Passa mezzanotte e gli immigrati continuano a recarsi alla rete di delimitazione e intercettano un altro operatore della Croce Rossa a cui rivolgono l'ennesima richiesta. Niente anche questa volta. Hassan durante la notte si addormenta. Ma tra le 6-7 del mattino i suoi compagni non sentendolo più russare si recano un'altra volta alla grata di delimitazione per cercare di parlare con qualcuno e tentare di chiamare un medico.
Parlano con un operatore della manutenzione e gli rivolgono la richiesta, sempre la stessa. Ma niente anche questa volta. Alle 9,27 suo fratello dalla Tunisia chiama Alkair Naoui per parlare con lui. Alkair tenta di svegliarlo ma si accorge che Hassan è morto. È a quel punto che il medico, il dottor Tedesco, arriva nella stanza e non può che certificarne la morte.
Ora la magistratura farà il suo corso per stabilire quanto successo. Per il momento abbiamo ottenuto che gli immigrati testimoniassero a cominciare dal pomeriggio di oggi e alla presenza di un traduttore. Inoltre abbiamo chiesto alla Questura che si impegnasse a che nessuno di loro sia rimpatriato o trasferito in un altro Cpt fino a che non sarà chiusa la fase di raccolta delle testimonianze.
Al prefetto di Torino ho avanzato personalmente la richiesta che i consiglieri regionali possano entrare nella struttura e visitarla in modo da renderla trasparente. Come avviene del resto in tutta Italia ad eccezione del Piemonte. Caso strano visto che ci troviamo alla presenza di un Cpt, quello di Torino, indicato come modello di riferimento per tutti gli altri centri della penisola, aperto meno di due settimane fa e per un costo di oltre 12 milioni di euro. Se l'efficienza del Cpt modello è questa, allora si può immaginare cosa potrebbe avvenire negli altri e cosa potrà mai accadere in quelli che il nuovo governo si appresta ad aprire. Gli immigrati sostengono che la prova di quanto è stato da loro affermato, della veridicità della propria ricostruzione, si può trovare nelle registrazioni video fatte dalle telecamere esterne, a cavallo della rete.
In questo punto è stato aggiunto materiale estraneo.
//! Per-variable dataset assembly.
//!
//! Fields for one (source, variable) are merged into a single dense array
//! over `latitude, longitude, level, time, lead_time`. Points of a slot whose
//! job failed stay `None`: missing, never zero.

use chrono::{DateTime, Duration, Utc};
use serde::Serialize;
use vx_common::time::durations_seconds;
use vx_common::{Level, TimeCoords};

use crate::cf::CfAttributes;
use crate::error::VariableFailure;
use crate::normalize::{Grid, GriddedField};
use crate::source::{SourceDescriptor, SourceRole};
use crate::variable::VariableSpec;

const DIMS_MULTI_LEVEL: [&str; 5] = ["latitude", "longitude", "level", "time", "lead_time"];
const DIMS_SINGLE_LEVEL: [&str; 4] = ["latitude", "longitude", "time", "lead_time"];

/// A merged, CF-annotated dataset for one variable from one source.
///
/// `data` is dense and row-major over `dims`, with `shape` giving the size of
/// each dimension. The `time` dimension runs over cycles and carries
/// `forecast_reference_time`; the `time` coordinate holds valid times with
/// shape `[time, lead_time]`. A `None` value is a missing point: either
/// masked in the source grid or in a slot whose job failed. `present` tells
/// the two apart, one flag per `[level, time, lead_time]` slot.
#[derive(Debug, Clone, PartialEq, Serialize)]
pub struct Dataset {
    pub name: String,
    pub source: String,
    pub role: SourceRole,
    pub attributes: CfAttributes,
    pub dims: Vec<String>,
    pub shape: Vec<usize>,
    pub grid: Grid,
    #[serde(skip_serializing_if = "Option::is_none")]
    pub level: Option<Vec<Level>>,
    pub forecast_reference_time: Vec<DateTime<Utc>>,
    #[serde(with = "durations_seconds")]
    pub lead_time: Vec<Duration>,
    pub time: Vec<Vec<DateTime<Utc>>>,
    pub present: Vec<bool>,
    pub data: Vec<Option<f32>>,
}

impl Dataset {
    /// Dimension names, outermost first.
    pub fn dims_for(multi_level: bool) -> Vec<String> {
        let dims: &[&str] = if multi_level {
            &DIMS_MULTI_LEVEL
        } else {
            &DIMS_SINGLE_LEVEL
        };
        dims.iter().map(|d| d.to_string()).collect()
    }

    /// Merge `fields` (in canonical job order) into one dataset.
    ///
    /// The first field fixes the grid. Returns `Ok(None)` when there is
    /// nothing to merge.
    pub fn assemble(
        source: &SourceDescriptor,
        variable: &VariableSpec,
        cycles: &[DateTime<Utc>],
        leadtimes: &[Duration],
        fields: Vec<GriddedField>,
    ) -> Result<Option<Self>, VariableFailure> {
        let mut fields = fields.into_iter();
        let Some(first) = fields.next() else {
            return Ok(None);
        };

        let levels = if variable.is_single_level() {
            None
        } else {
            Some(variable.levels.clone())
        };

        let grid_shape = first.grid.shape;
        let mut shape = vec![grid_shape.ny, grid_shape.nx];
        if let Some(levels) = &levels {
            shape.push(levels.len());
        }
        shape.push(cycles.len());
        shape.push(leadtimes.len());

        let mut dataset = Self {
            name: variable.name.clone(),
            source: source.name.clone(),
            role: source.role,
            attributes: first.attributes.clone(),
            dims: Self::dims_for(levels.is_some()),
            shape,
            grid: first.grid.clone(),
            level: levels,
            forecast_reference_time: cycles.to_vec(),
            lead_time: leadtimes.to_vec(),
            time: cycles
                .iter()
                .map(|c| leadtimes.iter().map(|l| *c + *l).collect())
                .collect(),
            present: Vec::new(),
            data: Vec::new(),
        };
        dataset.present = vec![false; dataset.slot_count()];
        dataset.data = vec![None; grid_shape.len() * dataset.slot_count()];

        dataset.place(first);
        for field in fields {
            if field.grid.shape != dataset.grid.shape {
                return Err(VariableFailure::ShapeMismatch {
                    expected: dataset.grid.shape,
                    found: field.grid.shape,
                    at: field.time,
                });
            }
            dataset.place(field);
        }

        Ok(Some(dataset))
    }

    fn place(&mut self, field: GriddedField) {
        let Some(slot) = self.slot_index(&field.time, field.level) else {
            return;
        };
        let slots = self.slot_count();
        for (point, value) in field.values.into_iter().enumerate() {
            if let Some(cell) = self.data.get_mut(point * slots + slot) {
                *cell = value.is_finite().then_some(value);
            }
        }
        self.present[slot] = true;
    }

    fn level_count(&self) -> usize {
        self.level.as_ref().map_or(1, Vec::len)
    }

    /// Number of grid points per slot.
    pub fn point_count(&self) -> usize {
        self.grid.shape.len()
    }

    /// Expected number of slots: levels × cycles × lead times.
    pub fn slot_count(&self) -> usize {
        self.level_count() * self.forecast_reference_time.len() * self.lead_time.len()
    }

    /// Position of a slot in `present`: row-major over `[level, time, lead_time]`.
    fn slot_index(&self, time: &TimeCoords, level: Option<Level>) -> Option<usize> {
        let c = self.forecast_reference_time.iter().position(|t| *t == time.cycle)?;
        let l = self.lead_time.iter().position(|d| *d == time.leadtime)?;
        let z = match (&self.level, level) {
            (Some(levels), Some(level)) => levels.iter().position(|v| *v == level)?,
            (None, None) => 0,
            _ => return None,
        };
        Some((z * self.forecast_reference_time.len() + c) * self.lead_time.len() + l)
    }

    /// The grid at one slot, if that job succeeded.
    pub fn get(&self, time: &TimeCoords, level: Option<Level>) -> Option<Vec<Option<f32>>> {
        let slot = self.slot_index(time, level)?;
        if !self.present.get(slot).copied().unwrap_or(false) {
            return None;
        }
        let slots = self.slot_count();
        Some(
            (0..self.point_count())
                .map(|point| self.data.get(point * slots + slot).copied().flatten())
                .collect(),
        )
    }

    /// Number of populated slots.
    pub fn valid_slots(&self) -> usize {
        self.present.iter().filter(|p| **p).count()
    }

    pub fn is_empty(&self) -> bool {
        self.valid_slots() == 0
    }

    /// Canonical byte form. Identical inputs give identical bytes.
    pub fn to_json_bytes(&self) -> serde_json::Result<Vec<u8>> {
        serde_json::to_vec(self)
    }
}
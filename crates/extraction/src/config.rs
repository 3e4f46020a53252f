//! Verification run configuration.
//!
//! The document is loaded from YAML. Only the structural checks needed to
//! expand the schedule are performed here; time literals are interpreted by
//! the schedule expander.

use std::collections::BTreeMap;
use std::fmt;
use std::path::{Path, PathBuf};

use serde::{Deserialize, Serialize};
use tracing::debug;
use vx_common::{Level, LevelType};

use crate::error::ConfigError;

/// Root configuration document.
#[derive(Debug, Clone, Serialize, Deserialize)]
pub struct VxConfig {
    pub baseline: BaselineConfig,
    pub forecast: ForecastConfig,
    pub cycles: TimeSpec,
    pub leadtimes: TimeSpec,
    #[serde(default)]
    pub plot: PlotConfig,
    #[serde(default = "default_threads")]
    pub threads: usize,
    pub variables: BTreeMap<String, VariableConfig>,
    pub workdir: PathBuf,
}

fn default_threads() -> usize {
    1
}

/// Reference dataset, addressed by URL or path template.
#[derive(Debug, Clone, Serialize, Deserialize)]
pub struct BaselineConfig {
    pub name: String,
    pub template: String,
}

/// Forecast archive, addressed by path template.
#[derive(Debug, Clone, Serialize, Deserialize)]
pub struct ForecastConfig {
    pub name: String,
    pub path: String,
}

/// Plotting options passed through to the plotting collaborator.
#[derive(Debug, Clone, Default, Serialize, Deserialize)]
pub struct PlotConfig {
    #[serde(default)]
    pub baseline: bool,
}

/// One entry of the `variables` table.
#[derive(Debug, Clone, Serialize, Deserialize)]
pub struct VariableConfig {
    pub level_type: LevelType,
    #[serde(default)]
    pub levels: Vec<Level>,
    pub standard_name: String,
}

/// A cycle or lead-time specification: an inclusive range or an explicit list.
#[derive(Debug, Clone, PartialEq, Serialize, Deserialize)]
#[serde(untagged)]
pub enum TimeSpec {
    Range {
        start: Literal,
        step: Literal,
        stop: Literal,
    },
    List(Vec<Literal>),
}

/// A time literal as written in YAML: usually a string, occasionally a bare
/// number of hours.
#[derive(Debug, Clone, PartialEq, Serialize, Deserialize)]
#[serde(untagged)]
pub enum Literal {
    Text(String),
    Number(u64),
}

impl fmt::Display for Literal {
    fn fmt(&self, f: &mut fmt::Formatter<'_>) -> fmt::Result {
        match self {
            Literal::Text(s) => f.write_str(s),
            Literal::Number(n) => write!(f, "{}", n),
        }
    }
}

impl VxConfig {
    /// Load a configuration from a YAML file.
    pub fn load(path: &Path) -> Result<Self, ConfigError> {
        let content = std::fs::read_to_string(path)?;
        let config = Self::from_yaml_str(&content)?;
        debug!(path = %path.display(), variables = config.variables.len(), "Loaded configuration");
        Ok(config)
    }

    /// Parse a configuration from a YAML string.
    pub fn from_yaml_str(yaml: &str) -> Result<Self, ConfigError> {
        Ok(serde_yaml::from_str(yaml)?)
    }

    /// Check the structure the schedule expander relies on.
    pub fn validate(&self) -> Result<(), ConfigError> {
        if self.threads == 0 {
            return Err(ConfigError::Invalid(
                "threads must be a positive integer".to_string(),
            ));
        }

        if self.variables.is_empty() {
            return Err(ConfigError::Invalid("no variables configured".to_string()));
        }

        for (name, var) in &self.variables {
            if name.trim().is_empty() {
                return Err(ConfigError::Invalid("empty variable name".to_string()));
            }

            let invalid = |reason: &str| ConfigError::InvalidVariable {
                name: name.clone(),
                reason: reason.to_string(),
            };

            if var.standard_name.trim().is_empty() {
                return Err(invalid("standard_name must not be empty"));
            }

            if var.level_type.is_single_level() && !var.levels.is_empty() {
                return Err(invalid(&format!(
                    "level type '{}' is single-level and takes no levels",
                    var.level_type
                )));
            }

            if !var.level_type.is_single_level() && var.levels.is_empty() {
                return Err(invalid(&format!(
                    "level type '{}' requires at least one level",
                    var.level_type
                )));
            }

            if var.levels.iter().any(|l| !l.value().is_finite()) {
                return Err(invalid("levels must be finite numbers"));
            }
        }

        Ok(())
    }
}
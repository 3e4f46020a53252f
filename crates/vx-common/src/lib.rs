//! Common types shared across the wxvx workspace.
//!
//! Holds the value types every component indexes by ([`TimeCoords`],
//! [`Level`]) and the narrow contracts of the external collaborators: the
//! gridded-field reader and the remote fetcher.

pub mod fetch;
pub mod field;
pub mod level;
pub mod time;

pub use fetch::{FetchError, Fetcher};
pub use field::{FieldHeader, FieldReader, FieldSelector, GridShape, RawField, ReadError};
pub use level::{Level, LevelType};
pub use time::{format_duration, parse_duration, parse_timestamp, TimeCoords, TimeParseError};
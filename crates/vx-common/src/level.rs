//! Vertical level types.

use std::cmp::Ordering;
use std::fmt;

use serde::{Deserialize, Serialize};

/// Kind of vertical coordinate a variable is defined on.
///
/// Names follow the GRIB `typeOfLevel` key used in configuration files.
#[derive(Debug, Clone, Copy, PartialEq, Eq, Hash, PartialOrd, Ord, Serialize, Deserialize)]
pub enum LevelType {
    /// Pressure levels in hPa
    #[serde(rename = "isobaricInhPa")]
    IsobaricInhPa,
    /// Height above ground in meters
    #[serde(rename = "heightAboveGround")]
    HeightAboveGround,
    /// Entire atmosphere considered as a single layer
    #[serde(rename = "atmosphere")]
    Atmosphere,
    /// Ground or water surface
    #[serde(rename = "surface")]
    Surface,
}

impl LevelType {
    /// True when the variable has no vertical dimension.
    pub fn is_single_level(&self) -> bool {
        matches!(self, LevelType::Atmosphere | LevelType::Surface)
    }

    /// The configuration spelling of this level type.
    pub fn as_str(&self) -> &'static str {
        match self {
            LevelType::IsobaricInhPa => "isobaricInhPa",
            LevelType::HeightAboveGround => "heightAboveGround",
            LevelType::Atmosphere => "atmosphere",
            LevelType::Surface => "surface",
        }
    }

    /// Units of the numeric level values, for multi-level types.
    pub fn level_units(&self) -> Option<&'static str> {
        match self {
            LevelType::IsobaricInhPa => Some("hPa"),
            LevelType::HeightAboveGround => Some("m"),
            LevelType::Atmosphere | LevelType::Surface => None,
        }
    }
}

impl fmt::Display for LevelType {
    fn fmt(&self, f: &mut fmt::Formatter<'_>) -> fmt::Result {
        f.write_str(self.as_str())
    }
}

/// A numeric vertical level (hPa or meters depending on the level type).
///
/// Totally ordered so levels can be sorted and used as map keys.
#[derive(Debug, Clone, Copy, Serialize, Deserialize)]
#[serde(transparent)]
pub struct Level(pub f64);

impl Level {
    pub fn value(&self) -> f64 {
        self.0
    }
}

impl PartialEq for Level {
    fn eq(&self, other: &Self) -> bool {
        self.cmp(other) == Ordering::Equal
    }
}

impl Eq for Level {}

impl PartialOrd for Level {
    fn partial_cmp(&self, other: &Self) -> Option<Ordering> {
        Some(self.cmp(other))
    }
}

impl Ord for Level {
    fn cmp(&self, other: &Self) -> Ordering {
        self.0.total_cmp(&other.0)
    }
}

impl std::hash::Hash for Level {
    fn hash<H: std::hash::Hasher>(&self, state: &mut H) {
        self.0.to_bits().hash(state);
    }
}

impl From<u32> for Level {
    fn from(v: u32) -> Self {
        Level(v as f64)
    }
}

impl fmt::Display for Level {
    fn fmt(&self, f: &mut fmt::Formatter<'_>) -> fmt::Result {
        if self.0.fract() == 0.0 {
            write!(f, "{}", self.0 as i64)
        } else {
            write!(f, "{}", self.0)
        }
    }
}
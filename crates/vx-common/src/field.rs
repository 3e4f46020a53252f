//! Contract for the gridded-field reader collaborator.
//!
//! The verification core never looks at file formats. It asks a
//! [`FieldReader`] to list the fields held by a local source and to read the
//! one matching a [`FieldSelector`].

use std::path::Path;

use async_trait::async_trait;
use chrono::{DateTime, Duration, Utc};

use crate::level::{Level, LevelType};

/// Shape of a 2-D horizontal grid, row-major (`ny` rows of `nx` points).
#[derive(Debug, Clone, Copy, PartialEq, Eq, Hash, serde::Serialize, serde::Deserialize)]
pub struct GridShape {
    pub ny: usize,
    pub nx: usize,
}

impl GridShape {
    pub fn new(ny: usize, nx: usize) -> Self {
        Self { ny, nx }
    }

    /// Number of grid points.
    pub fn len(&self) -> usize {
        self.ny * self.nx
    }

    pub fn is_empty(&self) -> bool {
        self.len() == 0
    }
}

/// What to pick out of a source.
#[derive(Debug, Clone, PartialEq)]
pub struct FieldSelector {
    /// Source short name (e.g. "gh", "2t")
    pub short_name: String,
    pub level_type: LevelType,
    /// Required level; `None` for single-level variables
    pub level: Option<Level>,
}

/// Identification of one field held by a source.
#[derive(Debug, Clone, PartialEq)]
pub struct FieldHeader {
    pub short_name: String,
    pub level_type: LevelType,
    pub level: Option<Level>,
}

impl FieldHeader {
    /// Same short name and level type, ignoring the level value.
    pub fn same_variable(&self, selector: &FieldSelector) -> bool {
        self.short_name == selector.short_name && self.level_type == selector.level_type
    }

    /// Full match including the level value when the selector has one.
    pub fn matches(&self, selector: &FieldSelector) -> bool {
        self.same_variable(selector)
            && match selector.level {
                Some(level) => self.level == Some(level),
                None => true,
            }
    }
}

/// A field as read from the source, before any metadata is attached.
#[derive(Debug, Clone)]
pub struct RawField {
    pub header: FieldHeader,
    pub shape: GridShape,
    /// Per-point latitudes, row-major, `shape.len()` values
    pub latitude: Vec<f64>,
    /// Per-point longitudes, row-major, `shape.len()` values
    pub longitude: Vec<f64>,
    /// Row-major values, `shape.len()` values
    pub values: Vec<f32>,
    /// Reference time recorded in the source, if it carries one
    pub reference_time: Option<DateTime<Utc>>,
    /// Forecast offset recorded in the source, if it carries one
    pub lead_time: Option<Duration>,
}

impl RawField {
    /// True when coordinate and value arrays agree with the grid shape.
    pub fn is_consistent(&self) -> bool {
        let n = self.shape.len();
        self.latitude.len() == n && self.longitude.len() == n && self.values.len() == n
    }
}

/// Errors raised by a [`FieldReader`].
#[derive(Debug, thiserror::Error)]
pub enum ReadError {
    /// The source could not be opened at all.
    #[error("source unavailable: {0}")]
    Unavailable(String),

    /// The source opened but its content could not be decoded.
    #[error("malformed source: {0}")]
    Malformed(String),
}

impl From<std::io::Error> for ReadError {
    fn from(err: std::io::Error) -> Self {
        ReadError::Unavailable(err.to_string())
    }
}

/// Open a local source, list its fields, read a field by selector.
///
/// Implementations hold no mutable state shared across calls and may be
/// invoked concurrently.
#[async_trait]
pub trait FieldReader: Send + Sync {
    /// List the fields held by the source at `path`.
    async fn list_fields(&self, path: &Path) -> Result<Vec<FieldHeader>, ReadError>;

    /// Read the first field matching `selector`, or `None` when nothing matches.
    async fn read_field(
        &self,
        path: &Path,
        selector: &FieldSelector,
    ) -> Result<Option<RawField>, ReadError>;
}
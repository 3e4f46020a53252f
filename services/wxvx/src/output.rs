//! Artifact writer: datasets and the run manifest under the work directory.

use std::path::{Path, PathBuf};

use anyhow::{Context, Result};
use extraction::{Dataset, RunOutcome, RunSummary};
use serde::Serialize;
use tokio::fs;
use tracing::{debug, info};

/// Manifest handed to the statistics and plotting collaborators.
#[derive(Debug, Serialize)]
struct RunManifest<'a> {
    plot_baseline: bool,
    datasets: Vec<String>,
    #[serde(flatten)]
    summary: &'a RunSummary,
}

/// Where a dataset is written, relative to `workdir`.
pub fn dataset_path(workdir: &Path, dataset: &Dataset) -> PathBuf {
    workdir
        .join("grids")
        .join(dataset.role.as_str())
        .join(format!("{}.json", dataset.name))
}

/// Write every dataset and `run-summary.json`. Returns the manifest path.
pub async fn write_artifacts(
    workdir: &Path,
    outcome: &RunOutcome,
    plot_baseline: bool,
) -> Result<PathBuf> {
    let mut written = Vec::with_capacity(outcome.datasets.len());

    for dataset in &outcome.datasets {
        let path = dataset_path(workdir, dataset);
        if let Some(parent) = path.parent() {
            fs::create_dir_all(parent)
                .await
                .with_context(|| format!("Failed to create {}", parent.display()))?;
        }

        let bytes = dataset
            .to_json_bytes()
            .with_context(|| format!("Failed to serialize dataset {}", dataset.name))?;
        fs::write(&path, bytes)
            .await
            .with_context(|| format!("Failed to write {}", path.display()))?;

        debug!(path = %path.display(), "Wrote dataset");
        written.push(path.display().to_string());
    }

    let manifest = RunManifest {
        plot_baseline,
        datasets: written,
        summary: &outcome.summary,
    };
    let manifest_path = workdir.join("run-summary.json");
    let bytes = serde_json::to_vec_pretty(&manifest).context("Failed to serialize run summary")?;
    fs::create_dir_all(workdir)
        .await
        .with_context(|| format!("Failed to create {}", workdir.display()))?;
    fs::write(&manifest_path, bytes)
        .await
        .with_context(|| format!("Failed to write {}", manifest_path.display()))?;

    info!(
        path = %manifest_path.display(),
        datasets = outcome.datasets.len(),
        "Wrote run artifacts"
    );

    Ok(manifest_path)
}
In base a quello che ho appreso oggi, alle informazioni che ho raccolto, mi sono formato la convinzione che non è da escludere la possibilità che Hassan sia morto per un'omissione di soccorso. Per questo credo sarebbe gravissimo se si dovesse constatare che da parte delle autorità che gestiscono il Cpt ci sia la volontà di fornire una versione degli avvenimenti diversa da quanto accaduto in realtà.